EXERCISE DIRECTIONS. Everything from the first line of the records to the line containing "pub struct Preset", inclusive, is to be extracted exactly, and nothing more.

AVAILABLE RECORDS.
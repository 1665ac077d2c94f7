use super::chord::Quality;
use super::tension::TensionWeights;

/// A named reharmonization configuration: a weight triple plus library
/// filters, applied as one atomic swap.
#[derive(Debug, Clone)]
pub struct Preset {
    pub weights: TensionWeights,
    /// Restrict qualities; `None` allows all.
    pub qualities: Option<Vec<Quality>>,
    pub allow_altered: bool,
    /// Keep the harmonizer's key restriction, if it has one.
    pub key_filter: bool,
}

pub const PRESET_NAMES: [&str; 3] = ["consonant", "jazzy", "chromatic"];

pub fn lookup(name: &str) -> Result<Preset, String> {
    match name {
        "consonant" => Ok(Preset {
            weights: TensionWeights::new(1.0, 0.5, 0.8),
            qualities: Some(vec![
                Quality::Maj,
                Quality::Min,
                Quality::Sus2,
                Quality::Sus4,
            ]),
            allow_altered: false,
            key_filter: true,
        }),
        "jazzy" => Ok(Preset {
            weights: TensionWeights::new(1.2, 2.0, 0.8),
            qualities: Some(vec![
                Quality::Maj7,
                Quality::Min7,
                Quality::Dom7,
                Quality::Min,
            ]),
            allow_altered: true,
            key_filter: true,
        }),
        "chromatic" => Ok(Preset {
            weights: TensionWeights::new(1.5, 1.0, 2.0),
            qualities: None,
            allow_altered: true,
            key_filter: false,
        }),
        other => Err(format!("unknown preset '{other}'")),
    }
}

#[cfg(test)]
mod tests {
    use super::*;

    #[test]
    fn all_listed_presets_resolve() {
        for name in PRESET_NAMES {
            assert!(lookup(name).is_ok(), "preset {name} should exist");
        }
    }

    #[test]
    fn unknown_preset_reports_name() {
        let err = lookup("ambient").unwrap_err();
        assert!(err.contains("ambient"));
    }
}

ANSWER FOR THE TASK.
repository 1665ac077d2c94f7
use super::chord::Quality;
use super::tension::TensionWeights;

/// A named reharmonization configuration: a weight triple plus library
/// filters, applied as one atomic swap.
#[derive(Debug, Clone)]
pub struct Preset {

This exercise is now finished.